Prime Minister Justin Trudeau speaks during his daily news conference on the COVID-19 pandemic outside his residence at Rideau Cottage in Ottawa, on Saturday, April 25, 2020. THE CANADIAN PRESS/Justin Tang

Prime Minister Justin Trudeau speaks during his daily news conference on the COVID-19 pandemic outside his residence at Rideau Cottage in Ottawa, on Saturday, April 25, 2020. THE CANADIAN PRESS/Justin Tang

Should a vaccine for COVID-19 be made mandatory in Canada, once it’s created?

Roughly 60 per cent of Canadians think so, according to the latest Leger poll

The world could be months to years away from developing a vaccine against COVID-19, but the novel coronavirus’s disruption of daily life has some Canadians hoping that immunizations will be made mandatory.

According to results from an online Leger poll released on Tuesday (April 28), 60 per cent of 1,515 Canadian respondents said they think a vaccine should be mandatory once one is created, tested and approved. The remaining 40 per cent said it should be voluntary.

Broken down by province, support for a mandatory vaccine was a view shared highest in Atlantic Canada, at 63 per cent, followed by 62 per cent in Ontario. The poll found 52 per cent of respondents from Manitoba and Saskatchewan support a mandatory vaccines, the lowest across all provinces.

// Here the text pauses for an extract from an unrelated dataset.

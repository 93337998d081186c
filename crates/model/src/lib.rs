pub mod core;
pub mod error;
pub mod mapping;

B.C. respondents were split 60 per cent for mandatory vaccination, 40 per cent for it to be voluntary.

Meanwhile, the 1,016 respondents from the United Stats were split 50-50 on the issue.

READ MORE: 70% of Canadians agree with mandatory measles vaccine for children: poll

READ MORE: Should B.C. parents receive money if they make sure their kids are vaccinated?

While the online poll could not include a margin of error, meaning it cannot be entirely exact, it is the first to shed light on what could become a contentious public health debate once a vaccine is ready.

COVID-19 has done its share of damage in Canada in recent months, forcing thousands out of work, sparking bans and restrictions on public outings and a temporary closure of the country’s borders.

At least 48,000 Canadians have contracted the contagious respiratory illness. Roughly 2,700 people, most of those seniors, have died due to or related to the virus.

Vaccines are not mandatory in Canada.

On Tuesday, Prime Minister Justin Trudeau said it is too soon to speak on whether any immunizations would be required.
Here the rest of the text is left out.